O Conselheiro Federal da Ordem dos Advogados do Brasil, representando a Seccional Alagoas, Rodrigo Fontan, participou nesta segunda-feira (05) da entrega das assinaturas do projeto de lei de iniciativa popular Saúde+10, no Congresso Nacional, em Brasília (DF). O advogado, que é o autor da redação final do projeto de Lei que visa destinar 10% de recursos orçamentários à saúde, participou da composição da mesa representando o presidente nacional da Ordem dos Advogados do Brasil, Marcus Vinicius Furtado.
“Esse é um marco histórico para o povo brasileiro e mais uma vez a Ordem dos Advogados do Brasil participa desse tipo de ação com um projeto macro que beneficia toda a população. Sem dúvida, Alagoas está contribuindo de forma importante para uma ação no País inteiro”, afirmou Rodrigo Fontan, que chegou a discursar durante a sessão do Congresso Nacional.
O projeto de lei de iniciativa popular para o qual OAB, CNBB e diversas entidades da sociedade civil arrecadaram 1,8 milhão de assinaturas para apresentá-lo ao Congresso Nacional, solicita que o governo deve ser obrigado a aplicar 10% das receitas brutas da União em saúde. Além disso, a Ordem almeja que seja instituído um sistema de auditoria para assegurar a aplicação correta desses recursos.
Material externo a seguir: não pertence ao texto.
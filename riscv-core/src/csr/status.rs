//! Bitfield view over the raw `mstatus`/`sstatus` value, in the style of the teacher's
//! `red-planet-core/src/core/status.rs`. Unlike the teacher, this is not separately owned
//! storage: it is constructed from (and written back to) whatever raw `u64` `CsrFile` holds for
//! `MSTATUS`, since `spec.md`'s CSR file model is one generic mapping, not one struct per CSR.

use bitvec::field::BitField;
use bitvec::order::Lsb0;
use bitvec::view::BitView;

use crate::privilege::PrivilegeLevel;

mod idx {
    pub const SIE: usize = 1;
    pub const MIE: usize = 3;
    pub const SPIE: usize = 5;
    pub const MPIE: usize = 7;
    pub const SPP: usize = 8;
    pub const MPP_LO: usize = 11;
    pub const MPP_HI: usize = 13; // exclusive
}

/// A read/modify/write view over `mstatus`'s raw bits. Construct with [`Mstatus::from_raw`],
/// mutate, then store [`Mstatus::raw`] back through `CsrFile::write_raw`.
#[derive(Debug, Clone, Copy)]
pub struct Mstatus(u64);

impl Mstatus {
    pub fn from_raw(raw: u64) -> Self {
        Self(raw)
    }

    pub fn raw(self) -> u64 {
        self.0
    }

    pub fn mie(self) -> bool {
        self.0.view_bits::<Lsb0>()[idx::MIE]
    }

    pub fn set_mie(&mut self, value: bool) {
        self.0.view_bits_mut::<Lsb0>().set(idx::MIE, value);
    }

    pub fn sie(self) -> bool {
        self.0.view_bits::<Lsb0>()[idx::SIE]
    }

    pub fn set_sie(&mut self, value: bool) {
        self.0.view_bits_mut::<Lsb0>().set(idx::SIE, value);
    }

    pub fn mpie(self) -> bool {
        self.0.view_bits::<Lsb0>()[idx::MPIE]
    }

    pub fn set_mpie(&mut self, value: bool) {
        self.0.view_bits_mut::<Lsb0>().set(idx::MPIE, value);
    }

    pub fn spie(self) -> bool {
        self.0.view_bits::<Lsb0>()[idx::SPIE]
    }

    pub fn set_spie(&mut self, value: bool) {
        self.0.view_bits_mut::<Lsb0>().set(idx::SPIE, value);
    }

    pub fn spp(self) -> PrivilegeLevel {
        if self.0.view_bits::<Lsb0>()[idx::SPP] {
            PrivilegeLevel::Supervisor
        } else {
            PrivilegeLevel::User
        }
    }

    pub fn set_spp(&mut self, level: PrivilegeLevel) {
        self.0.view_bits_mut::<Lsb0>().set(idx::SPP, level == PrivilegeLevel::Supervisor);
    }

    pub fn mpp(self) -> PrivilegeLevel {
        let bits: u8 = self.0.view_bits::<Lsb0>()[idx::MPP_LO..idx::MPP_HI].load();
        match bits {
            0b00 => PrivilegeLevel::User,
            0b01 => PrivilegeLevel::Supervisor,
            _ => PrivilegeLevel::Machine,
        }
    }

    pub fn set_mpp(&mut self, level: PrivilegeLevel) {
        let bits: u8 = match level {
            PrivilegeLevel::User => 0b00,
            PrivilegeLevel::Supervisor => 0b01,
            PrivilegeLevel::Machine => 0b11,
        };
        self.0.view_bits_mut::<Lsb0>()[idx::MPP_LO..idx::MPP_HI].store(bits);
    }
}

#[cfg(test)]
mod tests {
    use super::*;

    #[test]
    fn mie_round_trip() {
        let mut status = Mstatus::from_raw(0);
        status.set_mie(true);
        assert!(status.mie());
        status.set_mie(false);
        assert!(!status.mie());
    }

    #[test]
    fn mpp_round_trip() {
        let mut status = Mstatus::from_raw(0);
        status.set_mpp(PrivilegeLevel::Supervisor);
        assert_eq!(status.mpp(), PrivilegeLevel::Supervisor);
        status.set_mpp(PrivilegeLevel::Machine);
        assert_eq!(status.mpp(), PrivilegeLevel::Machine);
    }
}
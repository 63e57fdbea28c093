//! A single RISC-V hart: fetch/decode/execute, architectural state, the trap/interrupt pipeline,
//! and the speculative load/store queues backing imprecise-fault rollback, `spec.md` §1/§2.
//!
//! Grounded on the teacher's `red-planet-core` crate root: a flat `pub mod` per subsystem plus a
//! handful of convenience re-exports, rather than the teacher's `board`/`bus`/`system_bus`/
//! `simulator` device-graph layer, which `SPEC_FULL.md` §3 replaces with a single flat [`Memory`]
//! the caller owns directly (see `DESIGN.md` for the substitution).

pub mod csr;
pub mod decode;
pub mod execute;
pub mod fp;
pub mod hart;
pub mod memory;
pub mod privilege;
pub mod queues;
pub mod registers;
pub mod reservation;
pub mod run;
pub mod snapshot;
pub mod trap;
pub mod trigger;
pub mod xlen;

pub use execute::StepOutcome;
pub use hart::{ConsoleIo, Hart, HartConfig, HartState};
pub use memory::{Memory, MemoryAccessError, MemoryConfigError, PageAttributes, RegionAttributes};
pub use privilege::PrivilegeLevel;
pub use run::{run_until, run_until_address, ChangeRecord, RunLimits, RunResult};
pub use snapshot::{HartSnapshot, MemorySnapshot, Snapshot};
pub use trap::{Exception, Interrupt};
pub use xlen::{Rv32, Rv64, Xlen};
//! Generalizes the hart core over its register width (RV32 vs. RV64).
//!
//! The source this simulator is modeled on hardcodes a 32-bit unsigned register value. Rather
//! than duplicating the whole core per width, [`Xlen`] carries the handful of associated types
//! and constants every width-sensitive computation needs, and [`Rv32`]/[`Rv64`] are the two
//! concrete instantiations.

use std::fmt::Debug;
use std::hash::Hash;

use static_assertions::assert_eq_size;

/// A register-width family: the unsigned register type, its signed companion, and a
/// double-width type wide enough to hold the full result of a `WIDTH x WIDTH` multiply
/// (used by the `mulh` instruction family).
pub trait Xlen: 'static + Copy + Eq + Debug + Hash + Send + Sync {
    /// `u32` on RV32, `u64` on RV64.
    type Unsigned: Copy
        + Eq
        + Ord
        + Debug
        + Default
        + Hash
        + Send
        + Sync
        + From<u8>
        + TryFrom<u64>
        + Into<u64>;
    /// `i32` on RV32, `i64` on RV64.
    type Signed: Copy + Eq + Ord + Debug + Default;
    /// `u64`/`i64` on RV32, `u128`/`i128` on RV64: wide enough for a full-width multiply.
    type DoubleUnsigned: Copy;
    type DoubleSigned: Copy;

    /// Number of bits in [`Self::Unsigned`].
    const WIDTH: u32;
    /// `Self::Unsigned::MAX`, as a `u64` (always representable: `WIDTH` is at most 64).
    const MASK: u64;
    /// Mask applied to shift amounts (`WIDTH - 1`): 31 on RV32, 63 on RV64.
    const SHIFT_MASK: u32;

    fn to_unsigned(value: u64) -> Self::Unsigned;
    fn to_u64(value: Self::Unsigned) -> u64;
    fn to_signed(value: Self::Unsigned) -> Self::Signed;
    fn from_signed(value: Self::Signed) -> Self::Unsigned;
}

/// RV32: 32-bit integer registers.
#[derive(Debug, Clone, Copy, PartialEq, Eq, Hash)]
pub struct Rv32;

impl Xlen for Rv32 {
    type Unsigned = u32;
    type Signed = i32;
    type DoubleUnsigned = u64;
    type DoubleSigned = i64;

    const WIDTH: u32 = 32;
    const MASK: u64 = u32::MAX as u64;
    const SHIFT_MASK: u32 = 31;

    fn to_unsigned(value: u64) -> u32 {
        value as u32
    }

    fn to_u64(value: u32) -> u64 {
        value as u64
    }

    fn to_signed(value: u32) -> i32 {
        value as i32
    }

    fn from_signed(value: i32) -> u32 {
        value as u32
    }
}

/// RV64: 64-bit integer registers.
#[derive(Debug, Clone, Copy, PartialEq, Eq, Hash)]
pub struct Rv64;

impl Xlen for Rv64 {
    type Unsigned = u64;
    type Signed = i64;
    type DoubleUnsigned = u128;
    type DoubleSigned = i128;

    const WIDTH: u32 = 64;
    const MASK: u64 = u64::MAX;
    const SHIFT_MASK: u32 = 63;

    fn to_unsigned(value: u64) -> u64 {
        value
    }

    fn to_u64(value: u64) -> u64 {
        value
    }

    fn to_signed(value: u64) -> i64 {
        value as i64
    }

    fn from_signed(value: i64) -> u64 {
        value as u64
    }
}

assert_eq_size!(<Rv32 as Xlen>::DoubleUnsigned, u64);
assert_eq_size!(<Rv64 as Xlen>::DoubleUnsigned, u128);

#[cfg(test)]
mod tests {
    use super::*;

    #[test]
    fn widths() {
        assert_eq!(Rv32::WIDTH, 32);
        assert_eq!(Rv64::WIDTH, 64);
        assert_eq!(Rv32::SHIFT_MASK, 31);
        assert_eq!(Rv64::SHIFT_MASK, 63);
    }

    #[test]
    fn sign_round_trip() {
        let v: u32 = 0xFFFF_FFFF;
        assert_eq!(Rv32::from_signed(Rv32::to_signed(v)), v);
    }
}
O presidente Nacional da OAB, Marcus Vinicius informou que, para isso, a OAB apresentou proposta no sentido de criação de um sistema de fiscalização, controle e transparência sobre a aplicação dos recursos da saúde.
“Esse sistema de auditoria e transparência deve ser adotado em concomitância com a destinação dos 10% de recursos orçamentários à saúde, para que eles resultem efetivamente em melhora do Sistema Único de Saúde e para que traga saúde integral e universal a todos os brasileiros”, reforçou o presidente nacional da OAB, Marcos Vinicius.
O presidente nacional da Ordem disse ainda que manterá contatos com a Frente Parlamentar da Advocacia no Congresso para que seja solicitada prioridade da votação do projeto Saúde+10 em regime de urgência urgentíssima. O ato de lançamento das 1,8 milhão de assinaturas ao projeto foi realizado na sede da CNBB pelo secretário-geral da entidade, dom Leonardo Ulrich Steiner.